Up to and including the line with "use crate::network::Network;", reproduce the listing below exactly, beginning at its first line.

GIVEN INFORMATION:
*** Begin section ***

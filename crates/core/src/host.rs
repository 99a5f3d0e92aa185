//! In-process stand-in for the image-generation host: per-step callback
//! registry, run context and sampling loop.

use anyhow::{bail, Context, Result};
use serde::Serialize;
use tracing::{debug, info};

use crate::collection::LayerCollection;
use crate::network::Network;
use crate::resize::{resize, resize_to, InterpolationMode};
use crate::types::{spatial_dims, ForwardArgs, Tensor};

/// Payload of every per-step callback invocation.
#[derive(Debug, Clone, Copy, PartialEq, Eq, Serialize)]
pub struct DenoiserParams {
    pub sampling_step: usize,
    pub total_sampling_steps: usize,
}

/// Subscriber invoked once per denoising step, before the network runs.
pub trait DenoiserHook: Send {
    fn on_denoiser_step(&mut self, network: &mut Network, params: &DenoiserParams) -> Result<()>;
}

struct CallbackEntry {
    owner: String,
    hook: Box<dyn DenoiserHook>,
}

/// Owner-keyed registry of denoiser callbacks.
#[derive(Default)]
pub struct DenoiserCallbacks {
    entries: Vec<CallbackEntry>,
}

impl DenoiserCallbacks {
    pub fn new() -> Self {
        Self::default()
    }

    pub fn register(&mut self, owner: &str, hook: Box<dyn DenoiserHook>) {
        self.entries.push(CallbackEntry {
            owner: owner.to_string(),
            hook,
        });
    }

    /// Remove every callback registered by `owner`. Returns how many were removed.
    pub fn remove_owner(&mut self, owner: &str) -> usize {
        let before = self.entries.len();
        self.entries.retain(|entry| entry.owner != owner);
        before - self.entries.len()
    }

    pub fn len(&self) -> usize {
        self.entries.len()
    }

    pub fn is_empty(&self) -> bool {
        self.entries.is_empty()
    }

    pub fn owners(&self) -> Vec<&str> {
        self.entries.iter().map(|entry| entry.owner.as_str()).collect()
    }

    pub fn dispatch(&mut self, network: &mut Network, params: &DenoiserParams) -> Result<()> {
        for entry in &mut self.entries {
            entry
                .hook
                .on_denoiser_step(network, params)
                .with_context(|| {
                    format!(
                        "denoiser callback '{}' failed at step {}/{}",
                        entry.owner, params.sampling_step, params.total_sampling_steps
                    )
                })?;
        }
        Ok(())
    }
}

/// One sampling pass of a generation run.
#[derive(Debug, Clone, Copy, PartialEq, Serialize)]
pub struct PassPlan {
    pub steps: usize,
    /// Factor applied to the latent before this pass starts.
    pub latent_scale: f64,
}

impl PassPlan {
    pub fn new(steps: usize) -> Self {
        Self {
            steps,
            latent_scale: 1.0,
        }
    }

    pub fn with_latent_scale(mut self, latent_scale: f64) -> Self {
        self.latent_scale = latent_scale;
        self
    }
}

/// Per-run context: lives for exactly one generation run.
pub struct GenerationRun {
    pub callbacks: DenoiserCallbacks,
    /// Set by the host to keep the resolution fix out of this run.
    pub suppress_hires_fix: bool,
    passes: Vec<PassPlan>,
}

impl GenerationRun {
    pub fn new(passes: Vec<PassPlan>) -> Result<Self> {
        if passes.is_empty() {
            bail!("a generation run needs at least one pass");
        }
        if let Some(index) = passes.iter().position(|pass| pass.steps == 0) {
            bail!("pass {index} has no sampling steps");
        }
        Ok(Self {
            callbacks: DenoiserCallbacks::new(),
            suppress_hires_fix: false,
            passes,
        })
    }

    pub fn single_pass(steps: usize) -> Result<Self> {
        Self::new(vec![PassPlan::new(steps)])
    }

    pub fn passes(&self) -> &[PassPlan] {
        &self.passes
    }
}

#[derive(Debug, Clone, Copy, PartialEq, Serialize)]
pub struct ScaledSlot {
    pub index: usize,
    pub scale: f64,
}

/// Patch state observed at one step, after callbacks ran and before the forward pass.
#[derive(Debug, Clone, PartialEq, Serialize)]
pub struct StepRecord {
    pub pass: usize,
    pub step: usize,
    pub total_steps: usize,
    pub input_blocks: Vec<ScaledSlot>,
    pub output_blocks: Vec<ScaledSlot>,
    pub latent: (usize, usize),
    pub cost: u64,
}

pub struct SampleOutcome {
    pub latent: Tensor,
    pub steps: Vec<StepRecord>,
    pub total_cost: u64,
}

/// Sequential sampling loop over every pass of a run.
pub struct Sampler;

impl Sampler {
    pub fn sample(
        network: &mut Network,
        run: &mut GenerationRun,
        mut latent: Tensor,
    ) -> Result<SampleOutcome> {
        let mut steps = Vec::new();
        let mut total_cost = 0u64;
        for (pass_index, pass) in run.passes.iter().enumerate() {
            if pass.latent_scale != 1.0 {
                latent = resize(&latent, pass.latent_scale, InterpolationMode::Bilinear)
                    .with_context(|| format!("failed to rescale latent for pass {pass_index}"))?;
            }
            let (h, w) = spatial_dims(&latent);
            info!(pass = pass_index, steps = pass.steps, height = h, width = w, "Starting sampling pass");

            for step in 0..pass.steps {
                let params = DenoiserParams {
                    sampling_step: step,
                    total_sampling_steps: pass.steps,
                };
                run.callbacks.dispatch(network, &params)?;

                let input_blocks = scaled_slots(&network.input_blocks);
                let output_blocks = scaled_slots(&network.output_blocks);

                let args = ForwardArgs::for_step(step, pass.steps);
                let forward = network
                    .forward(latent.clone(), &args)
                    .with_context(|| format!("network forward failed at pass {pass_index} step {step}"))?;

                let mut denoised = forward.output;
                if spatial_dims(&denoised) != (h, w) {
                    debug!(
                        pass = pass_index,
                        step,
                        got = ?spatial_dims(&denoised),
                        expected = ?(h, w),
                        "Network output resolution differs from latent; resampling"
                    );
                    denoised = resize_to(&denoised, h, w, InterpolationMode::Bilinear)?;
                }
                latent = (&latent + &denoised).mapv(|v| v * 0.5);

                debug!(pass = pass_index, step, cost = forward.cost, "Sampling step complete");
                total_cost += forward.cost;
                steps.push(StepRecord {
                    pass: pass_index,
                    step,
                    total_steps: pass.steps,
                    input_blocks,
                    output_blocks,
                    latent: (h, w),
                    cost: forward.cost,
                });
            }
        }

        Ok(SampleOutcome {
            latent,
            steps,
            total_cost,
        })
    }
}

fn scaled_slots(collection: &LayerCollection) -> Vec<ScaledSlot> {
    collection
        .scaled_positions()
        .into_iter()
        .filter_map(|index| {
            collection
                .scale_at(index)
                .map(|scale| ScaledSlot { index, scale })
        })
        .collect()
}
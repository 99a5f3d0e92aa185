//! Symmetric encoder/decoder feature network driven by the sampler.

use anyhow::{bail, Context, Result};
use serde::{Deserialize, Serialize};

use crate::collection::{LayerCollection, SlotLayout};
use crate::layer::{ChannelAffine, Identity, Layer};
use crate::types::{spatial_dims, ForwardArgs, Tensor};

pub const INPUT_BLOCKS: &str = "input_blocks";
pub const OUTPUT_BLOCKS: &str = "output_blocks";

/// Result of one forward pass.
pub struct ForwardOutput {
    pub output: Tensor,
    /// Sum of `channels * height * width` over every block output; a proxy for compute.
    pub cost: u64,
}

/// Structural snapshot of both paths.
#[derive(Debug, Clone, PartialEq, Serialize, Deserialize)]
pub struct NetworkLayout {
    pub input_blocks: Vec<SlotLayout>,
    pub output_blocks: Vec<SlotLayout>,
}

impl NetworkLayout {
    pub fn is_unpatched(&self) -> bool {
        self.input_blocks
            .iter()
            .chain(self.output_blocks.iter())
            .all(|slot| slot.scale.is_none())
    }
}

pub struct Network {
    pub input_blocks: LayerCollection,
    pub middle_block: Box<dyn Layer>,
    pub output_blocks: LayerCollection,
}

impl Network {
    pub fn new(
        input_blocks: LayerCollection,
        middle_block: Box<dyn Layer>,
        output_blocks: LayerCollection,
    ) -> Self {
        Self {
            input_blocks,
            middle_block,
            output_blocks,
        }
    }

    /// Build a network with `blocks` encoder and `blocks` decoder blocks over `channels` channels.
    pub fn symmetric(blocks: usize, channels: usize) -> Result<Self> {
        if blocks == 0 {
            bail!("network needs at least one block per path");
        }
        if channels == 0 {
            bail!("network needs at least one channel");
        }

        let input_blocks = (0..blocks)
            .map(|i| affine_block(INPUT_BLOCKS, i, blocks, channels))
            .collect::<Result<Vec<_>>>()?;
        let output_blocks = (0..blocks)
            .map(|i| affine_block(OUTPUT_BLOCKS, i, blocks, channels))
            .collect::<Result<Vec<_>>>()?;

        Ok(Self::new(
            LayerCollection::new(INPUT_BLOCKS, input_blocks),
            Box::new(Identity::new("middle_block")),
            LayerCollection::new(OUTPUT_BLOCKS, output_blocks),
        ))
    }

    pub fn layout(&self) -> NetworkLayout {
        NetworkLayout {
            input_blocks: self.input_blocks.layout(),
            output_blocks: self.output_blocks.layout(),
        }
    }

    pub fn forward(&self, x: Tensor, args: &ForwardArgs) -> Result<ForwardOutput> {
        let mut cost = 0u64;
        let mut h = x;

        for (index, slot) in self.input_blocks.iter().enumerate() {
            h = slot
                .forward(h, args)
                .with_context(|| format!("{INPUT_BLOCKS}[{index}] forward failed"))?;
            cost += element_count(&h);
        }

        h = self
            .middle_block
            .forward(h, args)
            .context("middle_block forward failed")?;
        cost += element_count(&h);

        for (index, slot) in self.output_blocks.iter().enumerate() {
            h = slot
                .forward(h, args)
                .with_context(|| format!("{OUTPUT_BLOCKS}[{index}] forward failed"))?;
            cost += element_count(&h);
        }

        Ok(ForwardOutput { output: h, cost })
    }
}

fn affine_block(path: &str, index: usize, blocks: usize, channels: usize) -> Result<Box<dyn Layer>> {
    let depth_weight = (index + 1) as f32 / blocks as f32;
    let gain = (0..channels)
        .map(|c| 1.0 - 0.01 * depth_weight * (c + 1) as f32)
        .collect();
    let bias = (0..channels)
        .map(|c| 0.001 * depth_weight * c as f32)
        .collect();
    Ok(Box::new(ChannelAffine::new(
        format!("{path}.{index}"),
        gain,
        bias,
    )?))
}

fn element_count(tensor: &Tensor) -> u64 {
    let (_, channels, _, _) = tensor.dim();
    let (h, w) = spatial_dims(tensor);
    (channels * h * w) as u64
}

#[cfg(test)]
mod tests {
    use super::*;
    use crate::resize::InterpolationMode;

    #[test]
    fn test_symmetric_network_shape() {
        let network = Network::symmetric(12, 4).unwrap();
        assert_eq!(network.input_blocks.len(), 12);
        assert_eq!(network.output_blocks.len(), 12);
        assert_eq!(network.input_blocks.name(), INPUT_BLOCKS);
        let layout = network.layout();
        assert!(layout.is_unpatched());
        assert_eq!(layout.input_blocks[3].name, "input_blocks.3");
        assert_eq!(layout.output_blocks[11].name, "output_blocks.11");
    }

    #[test]
    fn test_symmetric_network_rejects_empty_config() {
        assert!(Network::symmetric(0, 4).is_err());
        assert!(Network::symmetric(4, 0).is_err());
    }

    #[test]
    fn test_forward_preserves_shape_and_counts_cost() {
        let network = Network::symmetric(4, 2).unwrap();
        let out = network
            .forward(Tensor::ones((1, 2, 8, 8)), &ForwardArgs::for_step(0, 10))
            .unwrap();
        assert_eq!(out.output.dim(), (1, 2, 8, 8));
        assert_eq!(out.cost, 9 * 2 * 64);
    }

    #[test]
    fn test_patched_forward_is_cheaper_and_restores_resolution() {
        let mut network = Network::symmetric(4, 2).unwrap();
        let args = ForwardArgs::for_step(0, 10);
        let baseline = network.forward(Tensor::ones((1, 2, 16, 16)), &args).unwrap();

        network
            .input_blocks
            .wrap(1, 0.5, InterpolationMode::Bicubic)
            .unwrap();
        network
            .output_blocks
            .wrap(2, 2.0, InterpolationMode::Bicubic)
            .unwrap();
        let patched = network.forward(Tensor::ones((1, 2, 16, 16)), &args).unwrap();

        assert_eq!(patched.output.dim(), (1, 2, 16, 16));
        assert!(patched.cost < baseline.cost);
        assert!(!network.layout().is_unpatched());
    }

    #[test]
    fn test_forward_error_names_failing_block() {
        let network = Network::symmetric(2, 3).unwrap();
        let err = network
            .forward(Tensor::ones((1, 4, 4, 4)), &ForwardArgs::default())
            .err()
            .expect("should fail");
        assert!(err.to_string().contains("input_blocks[0] forward failed"));
    }
}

*** End section ***

TASK RESULT:
filename crates/core/src/host.rs
repository 99a5f3d0e92aa185
//! In-process stand-in for the image-generation host: per-step callback
//! registry, run context and sampling loop.

use anyhow::{bail, Context, Result};
use serde::Serialize;
use tracing::{debug, info};

use crate::collection::LayerCollection;
use crate::network::Network;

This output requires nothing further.